The ABC has picked up the report from the New York Times that Rupert Murdoch has failed in his bid to change the family trust. At stake is not the distribution of financial assets, but control of the media empire after Rupert’s death. The “irrevocable” trust divides control of Newscorp and Fox among Rupert’s four oldest children – Lachlan, James, Elisabeth and Prudence, but Rupert has sought to pass that control to Lachlan. Lachlan would sustain the extreme right-wing bias of the Murdoch media, while James, with the support of his sisters, would take an approach that’s more centrist, but less profitable.

Matthew Ricketson of Deakin University and Andrew Dodd of the University of Melbourne go into details of the case in their Conversation contribution: Rupert Murdoch loses his legal battle, leaving future of media empire in the balance. They report that James “severed all ties with the company over its denialist coverage of climate change and its credulous reporting of baseless conspiracy theories about the result of the 2020 US presidential election”. They also describe the differences between the US and Australian audiences for Murdoch media. In Australia Murdoch dominates the far-right, but in the US the far-right media market is more contested.

You can also hear an 11-minute interview covering the case with Paddy Manning on Radio National Drive. Manning has a set of interviews on the Murdoch empire on Schwartz Media’s 7am podcasts, and three successive sessions on the ABC’s Background Briefing: Murdoch’s Endgame – Part 1, Blood, Part 2, Money, Part 3, Power.

Anyone hoping that The Australian and other Murdoch media in Australia may drop its opposition to renewable energy and its unqualified support for Peter Dutton in the near future will be disappointed.
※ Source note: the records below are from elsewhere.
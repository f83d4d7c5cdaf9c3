//! Route definitions, one module per resource.

pub mod auth;
pub mod chat;
pub mod families;
pub mod gifts;
pub mod health;
pub mod persons;

use axum::Router;

use crate::state::AppState;

/// Build the `/api` route tree.
///
/// Route hierarchy:
///
/// ```text
/// /auth/register                       register (public)
/// /auth/login                          login (public)
/// /auth/refresh                        refresh (public)
/// /auth/logout                         logout (requires auth)
///
/// /families                            list, create
/// /families/{id}                       get
/// /families/{id}/persons               list, create
/// /families/{id}/events                list, create
///
/// /persons/{id}                        detail (person + gifts + budgets)
/// /persons/{id}/gifts                  list, create
/// /persons/{id}/budget-limits          list, create
///
/// /gifts/{id}                          update
/// /gifts/{id}/purchased                toggle purchase state
///
/// /chat                                gift-suggestion chat (POST)
/// ```
///
/// Everything outside `/auth/register`, `/auth/login`, and `/auth/refresh`
/// requires a Bearer token.
pub fn api_routes() -> Router<AppState> {
    Router::new()
        .nest("/auth", auth::router())
        .nest("/families", families::router())
        .nest("/persons", persons::router())
        .nest("/gifts", gifts::router())
        .merge(chat::router())
}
Rupert will almost certainly appeal the decision, and although Rupert is 93, his mother lived to 103.

According to Paul Sakkal of the Sydney Morning HeraldNews Corp is working with Dutton to bring us down– Albanese has briefed his cabinet colleagues warning them that News Corp and the opposition are working together to defeat the government. “Labor sources say the intensity of the Murdoch papers’ criticism of the government’s agenda and the prime minister’s character has been more fierce”.